A single number is the answer here: the count of lines in the records below in which the word "warn" appears.

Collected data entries
※ ※ ※
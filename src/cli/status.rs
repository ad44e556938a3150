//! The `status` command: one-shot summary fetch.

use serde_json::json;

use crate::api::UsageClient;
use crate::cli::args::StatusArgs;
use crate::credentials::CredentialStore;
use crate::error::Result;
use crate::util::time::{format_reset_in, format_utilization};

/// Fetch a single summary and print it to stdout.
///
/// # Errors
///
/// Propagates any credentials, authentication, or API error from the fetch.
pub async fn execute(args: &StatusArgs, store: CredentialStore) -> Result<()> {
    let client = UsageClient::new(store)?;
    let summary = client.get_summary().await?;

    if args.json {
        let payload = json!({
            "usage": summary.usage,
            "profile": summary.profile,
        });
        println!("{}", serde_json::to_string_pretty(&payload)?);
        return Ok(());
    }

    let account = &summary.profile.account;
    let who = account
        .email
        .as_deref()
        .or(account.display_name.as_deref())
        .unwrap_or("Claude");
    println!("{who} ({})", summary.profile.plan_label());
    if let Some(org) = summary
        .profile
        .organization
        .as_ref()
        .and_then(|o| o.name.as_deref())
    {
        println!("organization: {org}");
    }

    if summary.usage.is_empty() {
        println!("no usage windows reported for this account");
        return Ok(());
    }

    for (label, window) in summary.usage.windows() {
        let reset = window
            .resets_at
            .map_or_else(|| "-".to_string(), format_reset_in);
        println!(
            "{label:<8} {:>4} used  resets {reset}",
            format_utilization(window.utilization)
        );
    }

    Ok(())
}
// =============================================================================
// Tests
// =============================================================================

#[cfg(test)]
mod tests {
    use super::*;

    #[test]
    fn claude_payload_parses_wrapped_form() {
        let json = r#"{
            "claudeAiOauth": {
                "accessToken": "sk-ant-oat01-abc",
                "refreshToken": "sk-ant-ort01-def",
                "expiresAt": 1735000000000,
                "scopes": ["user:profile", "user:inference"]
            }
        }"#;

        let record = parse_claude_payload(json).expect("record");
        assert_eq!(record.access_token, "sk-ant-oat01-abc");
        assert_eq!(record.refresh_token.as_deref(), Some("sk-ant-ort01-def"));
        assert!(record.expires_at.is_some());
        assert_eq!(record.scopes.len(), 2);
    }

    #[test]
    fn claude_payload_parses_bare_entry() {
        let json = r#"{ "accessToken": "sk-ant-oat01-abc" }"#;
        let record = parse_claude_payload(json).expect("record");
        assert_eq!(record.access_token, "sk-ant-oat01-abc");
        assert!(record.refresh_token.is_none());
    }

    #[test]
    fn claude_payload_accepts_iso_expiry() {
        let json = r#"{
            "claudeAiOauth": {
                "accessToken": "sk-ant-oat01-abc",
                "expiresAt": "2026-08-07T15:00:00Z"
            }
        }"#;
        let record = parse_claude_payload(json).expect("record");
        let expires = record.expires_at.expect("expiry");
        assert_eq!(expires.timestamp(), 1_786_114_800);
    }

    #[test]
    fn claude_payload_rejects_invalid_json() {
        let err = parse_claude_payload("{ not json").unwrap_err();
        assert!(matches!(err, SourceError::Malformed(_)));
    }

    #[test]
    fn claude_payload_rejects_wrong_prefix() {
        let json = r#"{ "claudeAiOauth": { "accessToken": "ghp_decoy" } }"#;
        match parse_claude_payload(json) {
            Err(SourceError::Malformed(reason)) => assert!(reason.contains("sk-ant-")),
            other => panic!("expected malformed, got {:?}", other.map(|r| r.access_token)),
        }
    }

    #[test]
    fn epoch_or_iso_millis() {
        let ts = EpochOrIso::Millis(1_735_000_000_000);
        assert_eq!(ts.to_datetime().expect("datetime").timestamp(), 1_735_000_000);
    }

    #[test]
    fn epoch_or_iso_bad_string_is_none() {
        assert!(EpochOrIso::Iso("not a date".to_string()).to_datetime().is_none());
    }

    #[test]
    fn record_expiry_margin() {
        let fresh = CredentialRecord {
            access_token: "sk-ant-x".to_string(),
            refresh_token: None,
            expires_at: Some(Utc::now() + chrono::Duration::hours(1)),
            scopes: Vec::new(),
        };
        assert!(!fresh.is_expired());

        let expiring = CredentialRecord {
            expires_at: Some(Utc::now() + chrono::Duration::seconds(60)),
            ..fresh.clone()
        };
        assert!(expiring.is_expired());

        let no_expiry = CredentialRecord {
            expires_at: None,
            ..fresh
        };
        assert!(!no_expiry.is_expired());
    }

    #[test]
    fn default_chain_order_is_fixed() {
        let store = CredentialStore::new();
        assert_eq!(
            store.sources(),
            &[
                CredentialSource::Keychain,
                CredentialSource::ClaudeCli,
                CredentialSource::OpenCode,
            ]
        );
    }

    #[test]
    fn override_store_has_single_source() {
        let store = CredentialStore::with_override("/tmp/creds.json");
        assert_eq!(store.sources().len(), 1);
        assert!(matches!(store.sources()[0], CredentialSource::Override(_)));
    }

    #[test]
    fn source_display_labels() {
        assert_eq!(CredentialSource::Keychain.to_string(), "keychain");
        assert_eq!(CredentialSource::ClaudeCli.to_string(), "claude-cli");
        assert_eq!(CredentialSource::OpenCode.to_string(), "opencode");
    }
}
※ ※ ※
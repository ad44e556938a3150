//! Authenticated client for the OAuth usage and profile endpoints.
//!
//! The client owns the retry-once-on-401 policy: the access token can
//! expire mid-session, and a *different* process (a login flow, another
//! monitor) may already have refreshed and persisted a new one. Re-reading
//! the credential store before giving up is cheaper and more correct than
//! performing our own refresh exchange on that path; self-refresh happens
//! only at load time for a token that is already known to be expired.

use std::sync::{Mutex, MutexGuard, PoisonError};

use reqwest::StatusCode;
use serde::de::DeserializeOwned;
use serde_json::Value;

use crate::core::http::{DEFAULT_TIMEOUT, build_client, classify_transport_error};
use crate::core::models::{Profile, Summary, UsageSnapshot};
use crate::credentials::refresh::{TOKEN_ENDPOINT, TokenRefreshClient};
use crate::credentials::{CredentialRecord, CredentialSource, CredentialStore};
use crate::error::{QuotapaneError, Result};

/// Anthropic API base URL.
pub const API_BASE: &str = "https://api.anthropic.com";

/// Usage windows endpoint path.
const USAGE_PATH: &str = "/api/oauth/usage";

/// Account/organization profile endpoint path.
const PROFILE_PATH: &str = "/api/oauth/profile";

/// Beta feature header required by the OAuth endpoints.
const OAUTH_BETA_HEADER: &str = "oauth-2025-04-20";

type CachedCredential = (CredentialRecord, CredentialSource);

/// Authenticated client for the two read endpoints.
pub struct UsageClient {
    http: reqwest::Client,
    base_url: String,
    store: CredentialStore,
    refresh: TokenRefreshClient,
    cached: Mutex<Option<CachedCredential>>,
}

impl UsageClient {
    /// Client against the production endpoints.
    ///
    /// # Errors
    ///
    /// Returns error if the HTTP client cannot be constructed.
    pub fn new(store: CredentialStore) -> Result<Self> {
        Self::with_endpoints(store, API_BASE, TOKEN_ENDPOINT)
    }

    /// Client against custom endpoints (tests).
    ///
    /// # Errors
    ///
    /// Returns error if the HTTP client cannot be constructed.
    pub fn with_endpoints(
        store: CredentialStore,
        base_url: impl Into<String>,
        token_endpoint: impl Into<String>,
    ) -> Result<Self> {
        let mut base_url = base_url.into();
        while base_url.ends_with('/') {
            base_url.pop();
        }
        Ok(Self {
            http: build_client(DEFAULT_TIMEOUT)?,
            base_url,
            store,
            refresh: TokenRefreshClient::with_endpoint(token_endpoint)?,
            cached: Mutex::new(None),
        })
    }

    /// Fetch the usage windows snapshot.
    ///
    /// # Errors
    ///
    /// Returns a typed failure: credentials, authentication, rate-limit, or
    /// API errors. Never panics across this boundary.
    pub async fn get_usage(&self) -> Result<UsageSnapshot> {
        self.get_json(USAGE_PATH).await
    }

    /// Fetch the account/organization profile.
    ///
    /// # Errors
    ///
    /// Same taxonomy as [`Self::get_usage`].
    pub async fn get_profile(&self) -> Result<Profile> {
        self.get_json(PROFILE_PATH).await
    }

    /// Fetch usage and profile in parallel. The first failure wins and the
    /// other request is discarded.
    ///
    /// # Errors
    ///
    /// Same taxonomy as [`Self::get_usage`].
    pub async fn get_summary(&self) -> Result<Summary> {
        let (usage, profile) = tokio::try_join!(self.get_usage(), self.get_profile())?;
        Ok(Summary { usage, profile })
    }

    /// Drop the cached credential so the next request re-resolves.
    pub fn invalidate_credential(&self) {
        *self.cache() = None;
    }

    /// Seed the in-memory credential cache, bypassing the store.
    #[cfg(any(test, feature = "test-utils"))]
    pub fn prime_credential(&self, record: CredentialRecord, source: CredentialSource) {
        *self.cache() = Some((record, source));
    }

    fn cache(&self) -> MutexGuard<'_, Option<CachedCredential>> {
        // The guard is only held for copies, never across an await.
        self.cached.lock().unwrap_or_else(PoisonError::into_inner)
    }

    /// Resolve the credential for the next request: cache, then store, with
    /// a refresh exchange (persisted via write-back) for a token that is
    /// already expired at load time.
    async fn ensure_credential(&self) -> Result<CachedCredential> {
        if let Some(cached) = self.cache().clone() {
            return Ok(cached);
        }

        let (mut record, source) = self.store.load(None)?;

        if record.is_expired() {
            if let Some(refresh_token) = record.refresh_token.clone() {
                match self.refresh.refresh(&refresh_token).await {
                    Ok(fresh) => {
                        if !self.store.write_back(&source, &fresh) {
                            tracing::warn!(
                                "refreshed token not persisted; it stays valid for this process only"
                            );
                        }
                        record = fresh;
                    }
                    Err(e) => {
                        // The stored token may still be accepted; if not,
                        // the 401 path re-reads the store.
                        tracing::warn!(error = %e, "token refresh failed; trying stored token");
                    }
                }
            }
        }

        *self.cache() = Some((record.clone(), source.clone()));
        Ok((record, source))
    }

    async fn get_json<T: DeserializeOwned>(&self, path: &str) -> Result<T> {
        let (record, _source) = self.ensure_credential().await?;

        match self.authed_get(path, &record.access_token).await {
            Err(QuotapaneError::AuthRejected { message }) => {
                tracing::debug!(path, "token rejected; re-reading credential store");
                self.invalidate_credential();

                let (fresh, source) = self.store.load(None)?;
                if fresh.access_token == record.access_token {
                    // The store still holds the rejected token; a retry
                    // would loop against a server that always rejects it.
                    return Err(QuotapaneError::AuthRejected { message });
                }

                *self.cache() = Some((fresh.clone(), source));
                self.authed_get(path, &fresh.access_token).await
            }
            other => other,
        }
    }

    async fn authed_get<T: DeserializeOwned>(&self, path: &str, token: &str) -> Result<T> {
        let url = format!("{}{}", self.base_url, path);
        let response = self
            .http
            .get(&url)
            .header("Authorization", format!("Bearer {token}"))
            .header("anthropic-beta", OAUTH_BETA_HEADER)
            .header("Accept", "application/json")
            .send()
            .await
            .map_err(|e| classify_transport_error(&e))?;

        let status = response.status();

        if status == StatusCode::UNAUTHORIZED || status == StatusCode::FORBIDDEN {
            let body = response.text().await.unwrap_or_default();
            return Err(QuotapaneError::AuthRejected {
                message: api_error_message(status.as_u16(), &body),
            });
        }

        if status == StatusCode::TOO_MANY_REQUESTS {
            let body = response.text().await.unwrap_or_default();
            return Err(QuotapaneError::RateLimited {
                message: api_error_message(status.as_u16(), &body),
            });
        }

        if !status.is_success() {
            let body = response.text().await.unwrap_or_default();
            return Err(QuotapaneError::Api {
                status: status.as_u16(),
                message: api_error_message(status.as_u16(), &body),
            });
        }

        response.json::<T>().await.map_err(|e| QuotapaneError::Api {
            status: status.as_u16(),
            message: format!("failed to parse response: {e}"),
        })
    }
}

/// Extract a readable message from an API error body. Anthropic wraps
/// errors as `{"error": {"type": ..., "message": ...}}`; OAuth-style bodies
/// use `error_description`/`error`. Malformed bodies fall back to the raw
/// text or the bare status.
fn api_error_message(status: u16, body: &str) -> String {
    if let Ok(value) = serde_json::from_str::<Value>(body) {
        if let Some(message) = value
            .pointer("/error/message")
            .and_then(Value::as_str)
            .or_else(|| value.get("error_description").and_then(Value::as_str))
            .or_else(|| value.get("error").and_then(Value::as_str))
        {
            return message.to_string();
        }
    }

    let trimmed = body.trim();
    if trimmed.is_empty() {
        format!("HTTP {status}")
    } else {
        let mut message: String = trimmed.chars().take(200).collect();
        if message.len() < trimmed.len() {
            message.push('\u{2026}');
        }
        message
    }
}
※ ※ ※
THE COMPLETED TASK
2